» Brief
Identify all lines of the data containing the string "None" and copy them.

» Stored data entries
__________

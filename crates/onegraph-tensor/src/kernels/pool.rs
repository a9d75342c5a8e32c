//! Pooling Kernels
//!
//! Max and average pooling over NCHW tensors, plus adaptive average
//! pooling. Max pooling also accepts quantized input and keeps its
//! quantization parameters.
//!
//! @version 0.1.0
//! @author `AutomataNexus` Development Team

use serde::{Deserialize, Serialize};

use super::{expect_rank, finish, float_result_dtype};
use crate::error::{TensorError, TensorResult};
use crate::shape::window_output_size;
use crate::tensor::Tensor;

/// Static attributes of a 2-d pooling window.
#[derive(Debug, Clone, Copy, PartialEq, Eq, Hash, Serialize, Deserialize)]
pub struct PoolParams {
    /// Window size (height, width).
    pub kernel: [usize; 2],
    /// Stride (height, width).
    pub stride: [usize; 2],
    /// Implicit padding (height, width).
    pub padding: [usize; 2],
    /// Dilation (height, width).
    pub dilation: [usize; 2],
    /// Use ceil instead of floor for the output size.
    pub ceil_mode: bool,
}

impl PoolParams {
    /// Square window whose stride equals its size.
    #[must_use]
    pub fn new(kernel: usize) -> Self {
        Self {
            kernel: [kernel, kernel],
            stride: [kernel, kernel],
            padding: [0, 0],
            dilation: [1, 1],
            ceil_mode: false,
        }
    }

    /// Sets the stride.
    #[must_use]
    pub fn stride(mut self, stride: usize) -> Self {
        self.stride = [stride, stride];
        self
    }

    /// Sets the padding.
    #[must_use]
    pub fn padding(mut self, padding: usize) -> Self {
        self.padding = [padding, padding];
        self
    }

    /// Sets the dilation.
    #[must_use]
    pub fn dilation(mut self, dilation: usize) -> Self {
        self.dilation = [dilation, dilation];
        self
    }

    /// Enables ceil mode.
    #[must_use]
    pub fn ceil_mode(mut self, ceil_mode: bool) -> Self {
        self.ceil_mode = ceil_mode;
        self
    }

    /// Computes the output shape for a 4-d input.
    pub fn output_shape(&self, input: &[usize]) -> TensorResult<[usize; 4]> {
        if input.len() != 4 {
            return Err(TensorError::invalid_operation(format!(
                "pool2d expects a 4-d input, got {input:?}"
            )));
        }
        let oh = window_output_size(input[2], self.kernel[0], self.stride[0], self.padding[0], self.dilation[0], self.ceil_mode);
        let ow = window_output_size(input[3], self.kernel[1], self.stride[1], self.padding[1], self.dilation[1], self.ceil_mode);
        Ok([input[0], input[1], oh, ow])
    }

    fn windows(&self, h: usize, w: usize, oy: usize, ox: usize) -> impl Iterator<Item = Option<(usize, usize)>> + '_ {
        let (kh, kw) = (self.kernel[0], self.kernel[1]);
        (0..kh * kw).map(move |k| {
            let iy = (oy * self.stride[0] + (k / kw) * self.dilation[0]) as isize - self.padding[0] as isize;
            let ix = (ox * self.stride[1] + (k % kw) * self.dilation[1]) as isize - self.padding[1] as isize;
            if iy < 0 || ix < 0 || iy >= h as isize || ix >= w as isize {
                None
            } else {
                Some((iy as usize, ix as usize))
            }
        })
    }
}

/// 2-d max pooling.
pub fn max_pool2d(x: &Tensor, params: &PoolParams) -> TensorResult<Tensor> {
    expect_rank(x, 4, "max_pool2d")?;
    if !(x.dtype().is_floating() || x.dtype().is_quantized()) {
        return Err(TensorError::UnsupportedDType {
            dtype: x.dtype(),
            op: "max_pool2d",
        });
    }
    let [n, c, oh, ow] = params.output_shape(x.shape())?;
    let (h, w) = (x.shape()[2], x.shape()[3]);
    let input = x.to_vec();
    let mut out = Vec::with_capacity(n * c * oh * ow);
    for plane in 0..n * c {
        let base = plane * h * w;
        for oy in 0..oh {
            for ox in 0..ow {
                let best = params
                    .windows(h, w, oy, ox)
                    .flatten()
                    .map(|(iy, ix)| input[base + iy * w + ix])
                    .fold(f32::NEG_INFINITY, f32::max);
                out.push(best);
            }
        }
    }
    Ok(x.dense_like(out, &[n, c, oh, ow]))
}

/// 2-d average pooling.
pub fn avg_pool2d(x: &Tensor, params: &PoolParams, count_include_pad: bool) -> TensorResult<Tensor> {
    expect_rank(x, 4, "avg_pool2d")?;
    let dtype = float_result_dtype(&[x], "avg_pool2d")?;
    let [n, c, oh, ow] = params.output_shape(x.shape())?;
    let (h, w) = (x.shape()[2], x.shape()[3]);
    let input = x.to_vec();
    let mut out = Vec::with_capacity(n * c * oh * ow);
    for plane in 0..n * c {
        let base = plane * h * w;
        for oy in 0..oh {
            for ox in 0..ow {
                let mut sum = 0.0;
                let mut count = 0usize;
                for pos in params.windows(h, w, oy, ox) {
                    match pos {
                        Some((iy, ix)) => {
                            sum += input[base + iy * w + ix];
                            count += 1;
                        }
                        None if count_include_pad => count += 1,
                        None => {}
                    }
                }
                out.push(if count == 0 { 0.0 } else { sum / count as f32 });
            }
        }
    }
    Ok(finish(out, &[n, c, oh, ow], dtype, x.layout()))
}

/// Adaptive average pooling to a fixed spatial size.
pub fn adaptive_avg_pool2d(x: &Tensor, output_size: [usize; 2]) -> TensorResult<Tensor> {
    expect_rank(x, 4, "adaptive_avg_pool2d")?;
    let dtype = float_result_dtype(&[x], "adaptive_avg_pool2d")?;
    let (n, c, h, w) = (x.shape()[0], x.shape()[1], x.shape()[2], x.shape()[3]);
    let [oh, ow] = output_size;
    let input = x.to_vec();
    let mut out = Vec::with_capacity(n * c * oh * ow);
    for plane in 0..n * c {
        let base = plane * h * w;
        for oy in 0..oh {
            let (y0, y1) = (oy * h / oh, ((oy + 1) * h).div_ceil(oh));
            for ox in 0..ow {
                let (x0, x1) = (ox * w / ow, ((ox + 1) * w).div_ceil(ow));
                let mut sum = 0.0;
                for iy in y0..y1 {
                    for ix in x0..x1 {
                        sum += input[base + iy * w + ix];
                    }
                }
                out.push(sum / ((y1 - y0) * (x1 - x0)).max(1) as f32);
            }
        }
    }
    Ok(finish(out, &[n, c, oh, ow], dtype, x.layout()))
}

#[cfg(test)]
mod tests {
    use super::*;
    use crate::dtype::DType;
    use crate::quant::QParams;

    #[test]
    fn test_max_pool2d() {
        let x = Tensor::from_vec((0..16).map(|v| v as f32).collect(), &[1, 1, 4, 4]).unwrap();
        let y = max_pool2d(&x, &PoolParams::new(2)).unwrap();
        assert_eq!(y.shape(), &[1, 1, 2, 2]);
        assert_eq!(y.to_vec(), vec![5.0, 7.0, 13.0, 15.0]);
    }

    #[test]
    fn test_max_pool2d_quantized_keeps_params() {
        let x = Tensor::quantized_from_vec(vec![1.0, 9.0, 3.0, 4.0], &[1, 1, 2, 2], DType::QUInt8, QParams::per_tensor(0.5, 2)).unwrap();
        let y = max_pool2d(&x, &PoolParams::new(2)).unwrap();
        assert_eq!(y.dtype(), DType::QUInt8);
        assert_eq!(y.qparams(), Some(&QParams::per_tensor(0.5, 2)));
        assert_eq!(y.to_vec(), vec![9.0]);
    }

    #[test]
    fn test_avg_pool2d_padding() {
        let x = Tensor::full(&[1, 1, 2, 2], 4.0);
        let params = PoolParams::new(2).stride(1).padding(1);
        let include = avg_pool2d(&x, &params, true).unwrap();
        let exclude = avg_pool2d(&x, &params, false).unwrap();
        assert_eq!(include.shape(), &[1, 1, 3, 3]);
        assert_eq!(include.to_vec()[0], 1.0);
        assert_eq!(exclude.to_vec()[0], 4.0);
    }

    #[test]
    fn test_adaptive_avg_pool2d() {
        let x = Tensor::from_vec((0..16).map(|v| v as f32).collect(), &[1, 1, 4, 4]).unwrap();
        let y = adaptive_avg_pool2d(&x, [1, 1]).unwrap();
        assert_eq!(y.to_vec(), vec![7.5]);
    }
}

__________

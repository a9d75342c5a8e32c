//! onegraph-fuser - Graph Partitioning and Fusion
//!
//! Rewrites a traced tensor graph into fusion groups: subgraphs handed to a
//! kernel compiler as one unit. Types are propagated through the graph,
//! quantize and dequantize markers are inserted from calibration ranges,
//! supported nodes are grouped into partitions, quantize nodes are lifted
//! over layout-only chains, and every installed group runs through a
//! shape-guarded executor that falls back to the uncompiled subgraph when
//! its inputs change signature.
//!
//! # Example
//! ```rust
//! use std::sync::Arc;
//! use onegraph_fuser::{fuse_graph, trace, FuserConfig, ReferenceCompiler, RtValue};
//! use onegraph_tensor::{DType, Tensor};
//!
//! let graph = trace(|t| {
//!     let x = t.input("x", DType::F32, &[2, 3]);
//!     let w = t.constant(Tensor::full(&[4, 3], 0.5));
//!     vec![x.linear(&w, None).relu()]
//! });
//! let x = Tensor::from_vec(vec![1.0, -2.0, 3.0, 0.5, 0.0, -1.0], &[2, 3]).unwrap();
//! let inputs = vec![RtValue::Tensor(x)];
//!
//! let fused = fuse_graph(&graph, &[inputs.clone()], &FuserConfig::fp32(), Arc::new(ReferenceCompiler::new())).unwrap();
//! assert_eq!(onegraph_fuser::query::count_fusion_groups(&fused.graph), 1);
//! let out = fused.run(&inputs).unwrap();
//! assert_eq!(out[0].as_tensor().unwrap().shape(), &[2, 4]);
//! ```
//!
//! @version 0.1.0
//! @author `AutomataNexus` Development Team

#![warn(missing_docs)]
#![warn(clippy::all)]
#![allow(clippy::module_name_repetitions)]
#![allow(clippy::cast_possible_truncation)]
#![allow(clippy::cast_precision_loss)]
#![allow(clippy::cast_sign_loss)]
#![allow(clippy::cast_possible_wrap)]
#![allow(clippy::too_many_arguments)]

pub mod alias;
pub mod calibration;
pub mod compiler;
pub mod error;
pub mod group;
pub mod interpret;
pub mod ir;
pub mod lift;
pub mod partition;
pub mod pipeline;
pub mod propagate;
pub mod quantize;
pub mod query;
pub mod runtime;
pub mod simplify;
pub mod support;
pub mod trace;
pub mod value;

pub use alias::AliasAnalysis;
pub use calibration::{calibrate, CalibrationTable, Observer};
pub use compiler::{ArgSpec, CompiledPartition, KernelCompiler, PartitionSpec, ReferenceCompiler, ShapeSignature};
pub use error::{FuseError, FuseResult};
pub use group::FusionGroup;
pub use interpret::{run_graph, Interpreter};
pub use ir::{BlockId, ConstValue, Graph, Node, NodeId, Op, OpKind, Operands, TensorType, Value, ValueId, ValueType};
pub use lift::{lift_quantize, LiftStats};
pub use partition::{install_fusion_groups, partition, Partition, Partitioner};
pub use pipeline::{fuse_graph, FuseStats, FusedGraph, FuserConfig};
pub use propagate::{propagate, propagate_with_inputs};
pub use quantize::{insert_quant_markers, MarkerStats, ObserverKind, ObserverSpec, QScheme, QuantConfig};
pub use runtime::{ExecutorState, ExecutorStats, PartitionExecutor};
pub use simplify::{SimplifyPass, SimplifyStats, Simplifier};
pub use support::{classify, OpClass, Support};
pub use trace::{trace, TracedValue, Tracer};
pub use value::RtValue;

__________

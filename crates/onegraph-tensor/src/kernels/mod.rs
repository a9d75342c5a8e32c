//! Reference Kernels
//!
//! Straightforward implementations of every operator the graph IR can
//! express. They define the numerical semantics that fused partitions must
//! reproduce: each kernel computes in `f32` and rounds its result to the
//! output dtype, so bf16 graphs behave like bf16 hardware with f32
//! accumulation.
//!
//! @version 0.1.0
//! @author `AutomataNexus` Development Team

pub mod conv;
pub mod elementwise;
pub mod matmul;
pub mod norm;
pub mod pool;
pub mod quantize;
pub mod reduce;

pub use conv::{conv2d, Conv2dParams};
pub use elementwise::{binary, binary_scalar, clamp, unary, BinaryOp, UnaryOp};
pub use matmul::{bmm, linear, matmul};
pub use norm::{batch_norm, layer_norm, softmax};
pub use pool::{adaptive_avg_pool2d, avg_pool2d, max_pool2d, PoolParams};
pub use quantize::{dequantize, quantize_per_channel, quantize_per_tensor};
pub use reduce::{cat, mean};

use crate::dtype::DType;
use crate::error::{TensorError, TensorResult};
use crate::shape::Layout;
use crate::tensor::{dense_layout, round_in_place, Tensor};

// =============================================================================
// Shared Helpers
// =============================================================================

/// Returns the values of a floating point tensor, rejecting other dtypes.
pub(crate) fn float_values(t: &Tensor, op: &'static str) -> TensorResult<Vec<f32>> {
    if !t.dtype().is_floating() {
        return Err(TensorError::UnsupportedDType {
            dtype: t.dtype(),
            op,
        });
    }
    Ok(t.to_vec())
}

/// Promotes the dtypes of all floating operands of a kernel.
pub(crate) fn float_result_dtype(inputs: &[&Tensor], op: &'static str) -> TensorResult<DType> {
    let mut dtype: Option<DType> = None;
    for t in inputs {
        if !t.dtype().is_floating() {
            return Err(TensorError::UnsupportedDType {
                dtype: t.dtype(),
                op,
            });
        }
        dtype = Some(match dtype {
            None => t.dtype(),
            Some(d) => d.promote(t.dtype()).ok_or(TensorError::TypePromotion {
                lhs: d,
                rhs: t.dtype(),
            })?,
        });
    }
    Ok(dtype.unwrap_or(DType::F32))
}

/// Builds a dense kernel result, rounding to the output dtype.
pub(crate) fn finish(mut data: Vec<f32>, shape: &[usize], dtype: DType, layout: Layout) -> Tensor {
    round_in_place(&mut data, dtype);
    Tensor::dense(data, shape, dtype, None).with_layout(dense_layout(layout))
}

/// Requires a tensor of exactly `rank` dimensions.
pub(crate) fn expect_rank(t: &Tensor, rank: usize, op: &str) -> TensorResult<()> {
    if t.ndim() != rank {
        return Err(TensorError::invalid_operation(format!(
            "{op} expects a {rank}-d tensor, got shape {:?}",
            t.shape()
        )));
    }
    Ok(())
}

__________

» Task result
                None
                        None if count_include_pad => count += 1,
                        None => {}
//!     vec![x.linear(&w, None).relu()]
    let mut dtype: Option<DType> = None;
            None => t.dtype(),
    Tensor::dense(data, shape, dtype, None).with_layout(dense_layout(layout))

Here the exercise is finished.